Isso fere a questão das normas de suspeição. É muito grave essa situação de prejulgamento, de manifestações antecipadas. Se um juiz qualquer fizesse isso no plano municipal ou estadual, em relação a prefeitos e governadores, um juiz que não fosse graúdo seria com certeza punido.
É triste ver essa postura do Supremo, que mostra parcialidade e, em alguns momentos, posturas inexplicáveis, como a morosidade da decisão sobre Cunha, tomada depois que toda a obra conduzida por ele já tinha sido feita. Com isso vem o reconhecimento de que ele não teria condições de estar na presidência da Câmara, nem sequer como deputado. Isso mostra certas incoerências, mostra que o Supremo está perdido em incoerências.
CC: Estar perdido é um ato involuntário?
MN: É, em parte, voluntário. O Judiciário, especialmente o Supremo, está muitas vezes mais preocupado em dar uma resposta à grande mídia do que decidir, em termos jurídicos, temas relevantes.
CC: A fala do Lula sobre o STF “acovardado” pode ter influenciado ainda mais o comportamento dos ministros?
MN: É muito natural que, em conversas privadas, se fale algo que não deve ser posto publicamente. Isso não é crime. Isso é uma conversa privada que não deveria ser divulgada porque é irrelevante para a dimensão de qualquer elemento criminal.
A resposta [dada pelo ministro Celso de Mello] fortificou essa postura do Supremo por um tipo de corporativismo, por um tipo de vaidade injustificada pela qual os ministros estão tomados. Então isso realmente o tornou não só acovardado, mas capturado pelo projeto golpista. O Supremo está totalmente capturado pelo projeto golpista.
CC: O senhor defende algum tipo de punição para o juiz Sergio Moro por conta do episódio dos grampos?
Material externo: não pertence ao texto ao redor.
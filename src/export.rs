// Copyright (c) 2024-2026 Nervosys LLC
// SPDX-License-Identifier: Apache-2.0
//! Workspace export scanning
//!
//! Walks an exported workspace tree and recovers page ids from `.md`
//! filenames, which carry a 32-hex-character page id suffix. Directories
//! holding a CSV alongside `.md` entries are database exports.

use once_cell::sync::Lazy;
use regex::Regex;
use serde::Serialize;
use std::path::{Path, PathBuf};
use walkdir::WalkDir;

use crate::error::{Result, WuiError};

static UUID_HEX_RE: Lazy<Regex> = Lazy::new(|| Regex::new(r"([0-9a-f]{32})").unwrap());

/// Hyphenate a 32-char hex page id into canonical 8-4-4-4-12 form.
///
/// Returns `InvalidPageId` for anything that is not exactly 32 hex chars.
pub fn format_page_id(hex: &str) -> Result<String> {
    if hex.len() != 32 || !hex.bytes().all(|b| b.is_ascii_hexdigit()) {
        return Err(WuiError::InvalidPageId(hex.to_string()));
    }
    Ok(format!(
        "{}-{}-{}-{}-{}",
        &hex[0..8],
        &hex[8..12],
        &hex[12..16],
        &hex[16..20],
        &hex[20..32]
    ))
}

/// One page recovered from the export tree.
#[derive(Debug, Clone, PartialEq, Serialize)]
pub struct ExportedPage {
    /// Hyphenated page id
    pub id: String,
    /// Filename with the id stripped
    pub title: String,
    /// Path relative to the export root
    pub path: String,
    pub file_size_kb: f64,
}

/// One database folder detected in the export.
#[derive(Debug, Clone, PartialEq, Serialize)]
pub struct ExportedDatabase {
    /// Folder name with the id stripped
    pub name: String,
    /// Folder path relative to the export root
    pub path: String,
    /// Number of `.md` entries directly inside the folder
    pub entries: usize,
    /// The CSV file that marked the folder as a database
    pub csv_path: String,
}

#[derive(Debug, Clone, PartialEq, Serialize)]
pub struct ExportSummary {
    pub total_pages: usize,
    pub total_databases: usize,
    pub export_size_mb: f64,
    pub export_dir: String,
}

pub struct ExportExtractor {
    export_dir: PathBuf,
}

impl ExportExtractor {
    pub fn new(export_dir: impl Into<PathBuf>) -> Self {
        Self {
            export_dir: export_dir.into(),
        }
    }

    fn check_dir(&self) -> Result<()> {
        if !self.export_dir.is_dir() {
            return Err(WuiError::ExportDirNotFound(
                self.export_dir.display().to_string(),
            ));
        }
        Ok(())
    }

    fn relative(&self, path: &Path) -> String {
        path.strip_prefix(&self.export_dir)
            .unwrap_or(path)
            .display()
            .to_string()
    }

    /// Scan the export tree for `.md` files carrying a page id.
    ///
    /// Files without an id in the name (a top-level `README.md`, say) are
    /// skipped. Results are sorted by relative path so repeated scans of
    /// the same tree are identical.
    pub fn extract_page_ids(&self) -> Result<Vec<ExportedPage>> {
        self.check_dir()?;

        let mut pages = Vec::new();
        for entry in WalkDir::new(&self.export_dir)
            .into_iter()
            .filter_map(|e| e.ok())
            .filter(|e| e.file_type().is_file())
        {
            let path = entry.path();
            if path.extension().and_then(|e| e.to_str()) != Some("md") {
                continue;
            }
            let Some(stem) = path.file_stem().and_then(|s| s.to_str()) else {
                continue;
            };
            let Some(hex) = UUID_HEX_RE
                .captures(&stem.to_ascii_lowercase())
                .map(|c| c[1].to_string())
            else {
                continue;
            };

            let title = stem
                .to_ascii_lowercase()
                .find(&hex)
                .map(|pos| {
                    let mut t = String::new();
                    t.push_str(&stem[..pos]);
                    t.push_str(&stem[pos + hex.len()..]);
                    t.trim().to_string()
                })
                .unwrap_or_default();

            let size = entry.metadata().map(|m| m.len()).unwrap_or(0);
            pages.push(ExportedPage {
                id: format_page_id(&hex)?,
                title,
                path: self.relative(path),
                file_size_kb: (size as f64 / 1024.0 * 100.0).round() / 100.0,
            });
        }

        pages.sort_by(|a, b| a.path.cmp(&b.path));
        log::info!(
            "export scan: {} pages under {}",
            pages.len(),
            self.export_dir.display()
        );
        Ok(pages)
    }

    /// Detect database folders: any directory with a CSV file in it.
    pub fn detect_databases(&self) -> Result<Vec<ExportedDatabase>> {
        self.check_dir()?;

        let mut databases = Vec::new();
        for entry in WalkDir::new(&self.export_dir)
            .into_iter()
            .filter_map(|e| e.ok())
            .filter(|e| e.file_type().is_file())
        {
            let path = entry.path();
            if path.extension().and_then(|e| e.to_str()) != Some("csv") {
                continue;
            }
            let Some(folder) = path.parent() else {
                continue;
            };
            let folder_name = folder
                .file_name()
                .and_then(|n| n.to_str())
                .unwrap_or_default();

            let name = match UUID_HEX_RE.captures(&folder_name.to_ascii_lowercase()) {
                Some(caps) => {
                    let hex = &caps[1];
                    folder_name
                        .to_ascii_lowercase()
                        .find(hex)
                        .map(|pos| {
                            let mut t = String::new();
                            t.push_str(&folder_name[..pos]);
                            t.push_str(&folder_name[pos + hex.len()..]);
                            t.trim().to_string()
                        })
                        .unwrap_or_else(|| folder_name.to_string())
                }
                None => folder_name.to_string(),
            };

            let entries = std::fs::read_dir(folder)?
                .filter_map(|e| e.ok())
                .filter(|e| {
                    e.path().extension().and_then(|x| x.to_str()) == Some("md")
                })
                .count();

            databases.push(ExportedDatabase {
                name,
                path: self.relative(folder),
                entries,
                csv_path: self.relative(path),
            });
        }

        databases.sort_by(|a, b| a.csv_path.cmp(&b.csv_path));
        Ok(databases)
    }

    /// Whole-export summary: page count, database count, total size.
    pub fn summary(&self) -> Result<ExportSummary> {
        let pages = self.extract_page_ids()?;
        let databases = self.detect_databases()?;

        let total_bytes: u64 = WalkDir::new(&self.export_dir)
            .into_iter()
            .filter_map(|e| e.ok())
            .filter(|e| e.file_type().is_file())
            .filter_map(|e| e.metadata().ok())
            .map(|m| m.len())
            .sum();

        Ok(ExportSummary {
            total_pages: pages.len(),
            total_databases: databases.len(),
            export_size_mb: (total_bytes as f64 / (1024.0 * 1024.0) * 100.0).round() / 100.0,
            export_dir: self.export_dir.display().to_string(),
        })
    }
}

#[cfg(test)]
mod tests {
    use super::*;
    use std::fs;
    use tempfile::TempDir;

    const HEX_A: &str = "0123456789abcdef0123456789abcdef";
    const HEX_B: &str = "fedcba9876543210fedcba9876543210";

    fn make_export() -> TempDir {
        let dir = TempDir::new().unwrap();
        fs::write(
            dir.path().join(format!("Roadmap {}.md", HEX_A)),
            "# Roadmap",
        )
        .unwrap();
        fs::write(dir.path().join("README.md"), "no id here").unwrap();

        let db = dir.path().join(format!("Tasks {}", HEX_B));
        fs::create_dir(&db).unwrap();
        fs::write(db.join(format!("Task one {}.md", HEX_B)), "task").unwrap();
        fs::write(db.join(format!("Tasks {}.csv", HEX_B)), "Name\n").unwrap();
        dir
    }

    #[test]
    fn test_format_page_id() {
        assert_eq!(
            format_page_id(HEX_A).unwrap(),
            "01234567-89ab-cdef-0123-456789abcdef"
        );
        assert!(format_page_id("too-short").is_err());
        assert!(format_page_id("zz23456789abcdef0123456789abcdef").is_err());
    }

    #[test]
    fn test_extract_skips_files_without_page_id() {
        let dir = make_export();
        let pages = ExportExtractor::new(dir.path()).extract_page_ids().unwrap();
        assert_eq!(pages.len(), 2);
        assert!(pages.iter().all(|p| !p.path.contains("README")));
    }

    #[test]
    fn test_extract_strips_id_from_title() {
        let dir = make_export();
        let pages = ExportExtractor::new(dir.path()).extract_page_ids().unwrap();
        let roadmap = pages.iter().find(|p| p.title == "Roadmap").unwrap();
        assert_eq!(roadmap.id, "01234567-89ab-cdef-0123-456789abcdef");
    }

    #[test]
    fn test_detect_databases_via_csv() {
        let dir = make_export();
        let dbs = ExportExtractor::new(dir.path()).detect_databases().unwrap();
        assert_eq!(dbs.len(), 1);
        assert_eq!(dbs[0].name, "Tasks");
        assert_eq!(dbs[0].entries, 1);
    }

    #[test]
    fn test_missing_export_dir_is_an_error() {
        let extractor = ExportExtractor::new("/does/not/exist");
        assert!(matches!(
            extractor.extract_page_ids(),
            Err(WuiError::ExportDirNotFound(_))
        ));
    }

    #[test]
    fn test_summary_counts() {
        let dir = make_export();
        let summary = ExportExtractor::new(dir.path()).summary().unwrap();
        assert_eq!(summary.total_pages, 2);
        assert_eq!(summary.total_databases, 1);
    }
}
// Copyright (c) 2024-2026 Nervosys LLC
// SPDX-License-Identifier: Apache-2.0
//! Config commands

use anyhow::Result;
use colored::*;

use crate::config::{AnalyticsConfig, AppConfig};

/// Show the effective configuration. The token is masked.
pub fn config_show() -> Result<()> {
    let app = AppConfig::from_env()?;
    let analytics = AnalyticsConfig::from_env()?;

    println!("\n{} Application", "[*]".blue());
    println!("{}", "=".repeat(50));
    let token = match app.token {
        Some(ref t) if t.len() > 8 => format!("{}...{}", &t[..4], &t[t.len() - 4..]),
        Some(_) => "****".to_string(),
        None => "(not set)".red().to_string(),
    };
    println!("  Token:            {}", token);
    println!("  API base URL:     {}", app.api_base_url);
    println!("  Rate limit:       {} req/s", app.requests_per_second);
    println!("  Export dir:       {}", app.export_dir.display());
    println!("  Output dir:       {}", app.output_dir.display());
    println!("  Cache dir:        {}", app.cache_dir.display());
    println!("  Workspace name:   {}", app.workspace_name.cyan());

    println!("\n{} Analytics", "[*]".blue());
    println!("{}", "=".repeat(50));
    println!(
        "  Staleness ladder: {}/{}/{}/{}/{} days",
        analytics.active_bucket_days,
        analytics.fresh_bucket_days,
        analytics.aging_bucket_days,
        analytics.stale_threshold_days,
        analytics.very_stale_threshold_days
    );
    println!(
        "  Segments:         power >= {}, active >= {}, occasional >= {} pages/year",
        analytics.power_user_threshold,
        analytics.active_user_threshold,
        analytics.occasional_user_threshold
    );
    match analytics.segmentation_window_days {
        Some(days) => println!("  Rate window:      trailing {} days", days),
        None => println!("  Rate window:      lifetime"),
    }
    println!(
        "  Costs:            ${}/user/month, ${}/hour, {} h/page",
        analytics.monthly_cost_per_user, analytics.blended_hourly_rate, analytics.hours_per_page
    );
    println!("  Top creators:     {}", analytics.top_creators_limit);
    Ok(())
}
MN: Sim, ele praticou um crime. Ele está enquadrado no artigo 325 do Código Penal e também no artigo 17 da resolução 59 do CNJ. Essa resolução foi aprovada na época do ministro Gilmar Mendes, que no CNJ atuou bem, foi um bom presidente.
O delegado Protógenes Queiroz foi condenado pelo artigo 325 exatamente por divulgar material sigiloso. A operação Satiagraha foi anulada por muito menos. Mas agora existem dois pesos e duas medidas. Esse juiz, no meu entender, praticou crime.
CC: Qual deve ser o futuro da Operação Lava Jato?
MN: Eu diria que existe uma probabilidade grande de que agora haja um controle da Polícia Federal e uma maior pressão sobre o Ministério Público para que todas essas operaçõessejam enfraquecidas.
Se elas forem ampliadas, elas tendem a encontrar muitos desses envolvidos com o governo. Então a tendência é que se retorne ao modelo de Fernando Henrique Cardoso na busca do engavetamento de casos, na busca de uma Polícia Federal obediente. Eles dizem que não, mas o potencial é muito grande. Temer e vários dos seus importantes ministrospodem ser alcançados e punidos, então é evidente que eles fiquem mais suscetíveis a criar barreiras para a operação.